President Biden’s climate czar, John Kerry, admitted Wednesday that the US reducing its emissions to zero wouldn’t make much of a difference in the global climate change fight — before pushing domestic manufacturing of electric cars and solar panels in favor of energy production.

“He knows Paris alone is not enough,” Kerry told reporters at a White House press briefing, referring to Biden re-entering the US in the Paris Climate Agreement in one of his first acts as president.

“Not when almost 90 percent of all of the planet’s global emissions come from outside of US borders.
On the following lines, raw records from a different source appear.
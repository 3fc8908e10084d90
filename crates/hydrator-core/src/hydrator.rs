//! The hydration orchestrator.
//!
//! For every user message with text content, [`ChatHydrator`] extracts links
//! and bang commands, resolves each one through the entity cache or its
//! provider, and appends the rendered snippets to the message:
//!
//! ```text
//! <original text>\n
//! \n
//! <snippet 1>\n
//! \n
//! <snippet 2>
//! ```
//!
//! Link snippets come first, then command snippets, each in the order they
//! appear in the text. Messages are processed in order and keys one at a
//! time. A provider error aborts the whole call; keys resolved before the
//! failure stay cached.

use std::sync::Arc;

use serde_json::Value;
use tracing::{debug, info, warn};

use crate::cache::ContextCache;
use crate::chat::{Chat, Message};
use crate::extract::{extract_bang_commands, extract_urls};
use crate::flight::SingleFlight;
use crate::provider::{ContextProvider, ProviderError};

/// Errors from hydrating a chat.
#[derive(Debug, thiserror::Error)]
pub enum HydrateError {
    #[error("failed to resolve context for '{key}': {source}")]
    Provider {
        key: String,
        #[source]
        source: ProviderError,
    },

    #[error("failed to encode hydrated chat: {0}")]
    Encode(#[from] serde_json::Error),
}

/// Enriches chat messages with context from providers.
pub struct ChatHydrator {
    cache: Arc<dyn ContextCache>,
    website: Option<Arc<dyn ContextProvider>>,
    commands: Option<Arc<dyn ContextProvider>>,
    flight: SingleFlight,
}

impl ChatHydrator {
    /// A hydrator with no providers, memoizing into `cache`.
    pub fn new(cache: Arc<dyn ContextCache>) -> Self {
        Self {
            cache,
            website: None,
            commands: None,
            flight: SingleFlight::new(),
        }
    }

    /// Resolve links with `provider`.
    pub fn with_website_provider(mut self, provider: Arc<dyn ContextProvider>) -> Self {
        self.website = Some(provider);
        self
    }

    /// Resolve bang commands with `provider`.
    pub fn with_command_provider(mut self, provider: Arc<dyn ContextProvider>) -> Self {
        self.commands = Some(provider);
        self
    }

    /// Hydrate every message of `chat`, returning a new chat.
    pub async fn hydrate(&self, chat: &Chat) -> Result<Chat, HydrateError> {
        let mut messages = Vec::with_capacity(chat.messages.len());
        for message in &chat.messages {
            messages.push(self.hydrate_message(message).await?);
        }
        Ok(Chat {
            messages,
            extra: chat.extra.clone(),
        })
    }

    /// Hydrate a raw JSON request body.
    ///
    /// A bare array is taken as the message list and the result is wrapped
    /// as `{"messages": [...]}`. Bodies without a `messages` array are
    /// returned unchanged. Within the array, entries that are not message
    /// objects and messages that gain no context are left byte-for-byte as
    /// they were.
    pub async fn hydrate_value(&self, body: Value) -> Result<Value, HydrateError> {
        let mut body = match body {
            Value::Array(messages) => {
                let mut wrapped = serde_json::Map::new();
                wrapped.insert("messages".to_string(), Value::Array(messages));
                Value::Object(wrapped)
            }
            other => other,
        };

        if !matches!(body.get("messages"), Some(Value::Array(_))) {
            warn!("Request body has no messages array, leaving it unchanged");
            return Ok(body);
        }
        if let Some(Value::Array(messages)) = body.get_mut("messages") {
            for (index, slot) in messages.iter_mut().enumerate() {
                let message: Message = match serde_json::from_value(slot.clone()) {
                    Ok(message) => message,
                    Err(e) => {
                        warn!(index, error = %e, "Skipping entry that is not a message");
                        continue;
                    }
                };
                let hydrated = self.hydrate_message(&message).await?;
                if hydrated != message {
                    *slot = serde_json::to_value(hydrated)?;
                }
            }
        }
        Ok(body)
    }

    async fn hydrate_message(&self, message: &Message) -> Result<Message, HydrateError> {
        if !message.is_user() {
            return Ok(message.clone());
        }
        let Some(text) = message.text() else {
            return Ok(message.clone());
        };

        let mut snippets = Vec::new();
        if let Some(provider) = &self.website {
            for url in extract_urls(text) {
                snippets.extend(self.resolve(provider.as_ref(), &url, &url).await?);
            }
        }
        if let Some(provider) = &self.commands {
            for command in extract_bang_commands(text) {
                let cache_key = format!("!{command}");
                snippets.extend(self.resolve(provider.as_ref(), &cache_key, &command).await?);
            }
        }

        if snippets.is_empty() {
            return Ok(message.clone());
        }
        debug!(count = snippets.len(), "Splicing context snippets into message");
        Ok(message.with_text(splice(text, &snippets)))
    }

    async fn resolve(
        &self,
        provider: &dyn ContextProvider,
        cache_key: &str,
        key: &str,
    ) -> Result<Vec<String>, HydrateError> {
        if let Some(hit) = self.cache.get(cache_key).await {
            debug!(key = %cache_key, "Entity cache hit");
            return Ok(hit);
        }

        let _flight = self.flight.acquire(cache_key).await;
        if let Some(hit) = self.cache.get(cache_key).await {
            debug!(key = %cache_key, "Entity cache filled while waiting");
            return Ok(hit);
        }

        info!(key = %cache_key, provider = provider.name(), "Fetching context");
        let snippets = provider
            .get_context(key)
            .await
            .map_err(|source| HydrateError::Provider {
                key: cache_key.to_string(),
                source,
            })?;
        self.cache.set(cache_key, snippets.clone()).await;
        Ok(snippets)
    }
}

/// Append `snippets` to `text`, separated by a blank line.
fn splice(text: &str, snippets: &[String]) -> String {
    let mut out = String::from(text);
    if !out.is_empty() && !out.ends_with('\n') {
        out.push('\n');
    }
    out.push('\n');
    out.push_str(&snippets.join("\n\n"));
    out
}
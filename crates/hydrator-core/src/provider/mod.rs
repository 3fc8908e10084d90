//! Context providers: turn one extracted key into rendered snippets.
//!
//! Two providers feed the hydrator: a website provider for links, and the
//! [`CommandRegistry`](crate::commands::CommandRegistry) for bang commands.
//!
//! ```text
//!               ┌──────────────────┐
//!  ChatHydrator │ ContextProvider  │  (trait)
//!        ──────▶└────────┬─────────┘
//!                        │
//!        ┌───────────────┼────────────────┐
//!        ▼               ▼                ▼
//! ┌──────────────┐ ┌────────────┐ ┌─────────────────┐
//! │CachedProvider│ │StubWebsite │ │ CommandRegistry │
//! │ └ Ingest     │ │ Provider   │ │ (bang commands) │
//! └──────────────┘ └────────────┘ └─────────────────┘
//! ```

pub mod website;

pub use website::{IngestProvider, StubWebsiteProvider};

use std::sync::Arc;

use hydrator_config::{WebsiteConfig, WebsiteProviderKind};
use tracing::debug;

use crate::BoxFuture;
use crate::cache::ContextCache;
use crate::snippet::SnippetError;

/// Errors from context providers.
#[derive(Debug, thiserror::Error)]
pub enum ProviderError {
    #[error("network error: {0}")]
    Network(String),

    #[error("upstream error: {status}: {message}")]
    Upstream { status: u16, message: String },

    #[error("response parse error: {0}")]
    Parse(String),

    #[error("request timed out")]
    Timeout,

    #[error(transparent)]
    Render(#[from] SnippetError),
}

/// Source of context snippets for one kind of key.
///
/// Implementations must be `Send + Sync`; the hydrator holds them as
/// `Arc<dyn ContextProvider>`.
pub trait ContextProvider: Send + Sync {
    /// Provider display name, used in logs.
    fn name(&self) -> &str;

    /// Resolve `key` into an ordered list of rendered snippets.
    fn get_context<'a>(&'a self, key: &'a str) -> BoxFuture<'a, Result<Vec<String>, ProviderError>>;
}

/// Memoizes another provider's results in a cache under a key prefix.
pub struct CachedProvider {
    inner: Arc<dyn ContextProvider>,
    cache: Arc<dyn ContextCache>,
    prefix: String,
}

impl CachedProvider {
    pub fn new(
        inner: Arc<dyn ContextProvider>,
        cache: Arc<dyn ContextCache>,
        prefix: impl Into<String>,
    ) -> Self {
        Self {
            inner,
            cache,
            prefix: prefix.into(),
        }
    }
}

impl ContextProvider for CachedProvider {
    fn name(&self) -> &str {
        self.inner.name()
    }

    fn get_context<'a>(&'a self, key: &'a str) -> BoxFuture<'a, Result<Vec<String>, ProviderError>> {
        Box::pin(async move {
            let cache_key = format!("{}{key}", self.prefix);
            if let Some(hit) = self.cache.get(&cache_key).await {
                debug!(key = %cache_key, provider = self.inner.name(), "TTL cache hit");
                return Ok(hit);
            }
            let snippets = self.inner.get_context(key).await?;
            self.cache.set(&cache_key, snippets.clone()).await;
            Ok(snippets)
        })
    }
}

/// Key prefix for website results in the TTL cache.
pub const WEBSITE_CACHE_PREFIX: &str = "website:";

/// Create the website provider selected by the `[website]` config section.
///
/// The ingest provider is wrapped in a [`CachedProvider`] over `cache`.
pub fn create_website_provider(
    config: &WebsiteConfig,
    cache: Arc<dyn ContextCache>,
) -> Arc<dyn ContextProvider> {
    match config.provider {
        WebsiteProviderKind::Ingest => {
            let ingest = IngestProvider::new(&config.ingest_url)
                .with_timeout(std::time::Duration::from_secs(config.timeout_secs));
            Arc::new(CachedProvider::new(
                Arc::new(ingest),
                cache,
                WEBSITE_CACHE_PREFIX,
            ))
        }
        WebsiteProviderKind::Stub => Arc::new(StubWebsiteProvider::new()),
    }
}

#[cfg(test)]
mod tests {
    use super::*;
    use std::sync::atomic::{AtomicUsize, Ordering};

    use crate::cache::MemoryCache;

    struct Counting {
        calls: AtomicUsize,
    }

    impl ContextProvider for Counting {
        fn name(&self) -> &str {
            "Counting"
        }

        fn get_context<'a>(
            &'a self,
            key: &'a str,
        ) -> BoxFuture<'a, Result<Vec<String>, ProviderError>> {
            Box::pin(async move {
                self.calls.fetch_add(1, Ordering::SeqCst);
                Ok(vec![format!("ctx:{key}")])
            })
        }
    }

    #[tokio::test]
    async fn test_cached_provider_memoizes_under_prefix() {
        let inner = Arc::new(Counting {
            calls: AtomicUsize::new(0),
        });
        let cache = Arc::new(MemoryCache::new());
        let provider = CachedProvider::new(inner.clone(), cache.clone(), "website:");

        let first = provider.get_context("https://a.example").await.unwrap();
        let second = provider.get_context("https://a.example").await.unwrap();

        assert_eq!(first, vec!["ctx:https://a.example".to_string()]);
        assert_eq!(first, second);
        assert_eq!(inner.calls.load(Ordering::SeqCst), 1);
        assert!(cache.contains("website:https://a.example"));
        assert_eq!(provider.name(), "Counting");
    }

    #[test]
    fn test_create_stub_provider() {
        let config = WebsiteConfig {
            provider: WebsiteProviderKind::Stub,
            ..WebsiteConfig::default()
        };
        let provider = create_website_provider(&config, Arc::new(MemoryCache::new()));
        assert_eq!(provider.name(), "StubWebsite");
    }

    #[test]
    fn test_create_ingest_provider() {
        let provider =
            create_website_provider(&WebsiteConfig::default(), Arc::new(MemoryCache::new()));
        assert_eq!(provider.name(), "Ingest");
    }
}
We could go to zero tomorrow and the problem isn’t solved,” Kerry conceded.

Responding to a question about Biden’s climate plan causing massive job losses in oil, gas and coal industries in states across the country, Kerry insisted that energy workers had been “fed a false narrative” about what environmental policy changes would do to their livelihoods.

The truth, he said, was that the people working in energy and coal impacted by climate change efforts will “have better choices” and can “go to work to make the solar panels.”

“They’ve been fed the notion that somehow dealing with climate is coming at their expense,” Kerry said. “No, it’s not. What’s happening to them is happening because of other market forces already taking place.”

President Joe Biden Sen. Mitch McConnell former Secretary of Transportation Elaine Chao,
President Joe Biden speaks to Senate Minority Leader Mitch McConnell and his wife, former Secretary of Transportation Elaine Chao, after being sworn in as the 46th President of the United States.
POOL/AFP via Getty Images

“Coal plants have been closing over the last 20 years. So what President Biden wants to do is make sure those folks have better choices, that they have alternatives, and they can be the people who go to work to make the solar panels.”